Having beautiful and healthy trees is a great way to add value to your home. When you properly care for and maintain your trees, with things like regular maintenance, including but not limited to watering, pruning, and fertilizing you can have magnificent trees. Even if you believe you have good soil conditions, adding a little fertilizer can help a lot. Our team at Five Star Tree Services want to go over all you need to know about fertilizing trees!
Fertilizing Trees
Many people misapply and misinterpret fertilizer as they consider it to be “food” for their trees. However, this is not actually what fertilizer is. It is the building blocks that help photosynthesis and growth. Photosynthesis is the process in which a plant turns water and sunlight into sugars. These sugars are what nourish plants. Fertilizer provides nutrients and minerals. If the soil is absent of minerals, this is where fertilizer comes in, to replenish the soil supply. When fertilizing, keep these things in mind; use in the correct amounts, at the right time, and in the right areas; and only use it when needed.
How To Determine if You Need to Fertilize
Test the soil: when you do this, it analyzes how acidic the soil is, or the alkalinity (pH), and the levels of nutrients present. Depending on the test results, this will help determine if you need fertilizer and of what nutrient content.
Poor growth: if you can visibly see that your plants/trees are struggling and there has been little to no growth, this is a good indicator that fertilizer is necessary. Some symptoms to watch out for include things like pale green or yellow leaves, smaller leaves than usual, premature leaf loss and autumn colouration, limited twig development, or twig/branch dieback. We do want to note that these symptoms are not always a 100% indicator that there is a lack of nutrients in the soil. Making it so that fertilizer wouldn’t solve the problem. A soil test would be necessary to 100% determine the nutrient levels properly. You can also see these symptoms from things like compact soil, pests, disease, weed stress, and severe climate conditions. Before fertilizing, always figure out the true cause of the symptoms.
New trees & transplanted trees: these trees will need a little extra boost when planted. Using fertilizer in the early years will help the development of tree canopies. For all newly planted trees, slow-release fertilizers are the most optimal and effective.
Lawn treatments: if you regularly get your lawn treated with fertilizer, you won’t need to fertilize your trees. The grass fertilizer will absorb into the soil and help your tree roots as well.
Planting bed trees: these trees, which are grown in planting beds, will require fertilizer. Especially if you have sandy soil, which has little to no organic matter.
Slow Release and Fast Release Fertilizer
You can find two types of fertilizer: slow release and fast release.
Slow release (controlled release): this is when nitrogen is slowly released into the soil over time. They are usually the more expensive options compared to water-soluble or fast release fertilizers. These fertilizers can contain sulfur-coated nitrogen or IBDU or urea formaldehyde. Half the nitrogen should be water-insoluble or slow-release nitrogen. This is a great fertilizer choice for newly planted trees or where runoff happens, like in compact soils or slopes. Since nutrients are supplied over an extended period of time and gradually, fertilizer damage (burning) and water pollution are a lot lower.
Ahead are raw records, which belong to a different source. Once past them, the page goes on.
// Copyright (c) The testament Contributors
// SPDX-License-Identifier: MIT OR Apache-2.0

//! The test runner.
//!
//! The main structure in this module is [`Runner`].

mod context;
mod imp;
mod serializer;
mod stats;

pub(crate) use context::{EventPoster, RunContext, RunObserver};
pub use imp::*;
pub(crate) use serializer::Serializer;
pub use stats::RunStats;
Fast release: drains quickly through the soil. Nitrogen is water soluble allowing it to be rapidly available to the plants.
Natural fertilizers: these are things like compost, cow manure, or complete fertilizer mixes. They gradually release nitrogen and other nutrients. An advantage to these is that they provide minor nutrients, in modest amounts, such as iron or zinc, that you can’t find in synthetic fertilizers. Additionally, they also help enhance soil structure. One drawback to this type of fertilizer is that they tend to have lower concentrations of nitrogen, phosphorus, and potassium. This results in more fertilizer needing to be applied in order to get the same amount of nutrients as synthetic products.
How To Apply Fertilizer
There are two main ways to fertilize your trees: indirectly or directly. Regardless of which technique you use, they both require applying fertilizer to the whole root zone. Due to the soil surface having high oxygen concentrations, most primary feeding roots are going to be about 10-14 inches deep in the soil. This means that if you apply your fertilizer, it will need water to get it to the roots. You should water immediately after fertilizing to get it off of leaves and saturate into the soil quickly. If you do not water right after fertilizing, you will lose some nitrogen to evaporation.
Direct fertilization: this is when you intentionally fertilize your trees. An efficient and cheap way to fertilize your trees is with broadcasting. This is when you spread the directed amount of fertilizer over the root zone with a spreader. For optimum coverage, halve the total amount of fertilizer to be applied. Apply one half of the total amount in one direction, then take the remaining half and apply it perpendicular to the first. Make sure all leaves are dry.
Indirect fertilization: this is when your trees are not the primary recipient of fertilizer, your grass is. Which indirectly fertilizes your trees along with it.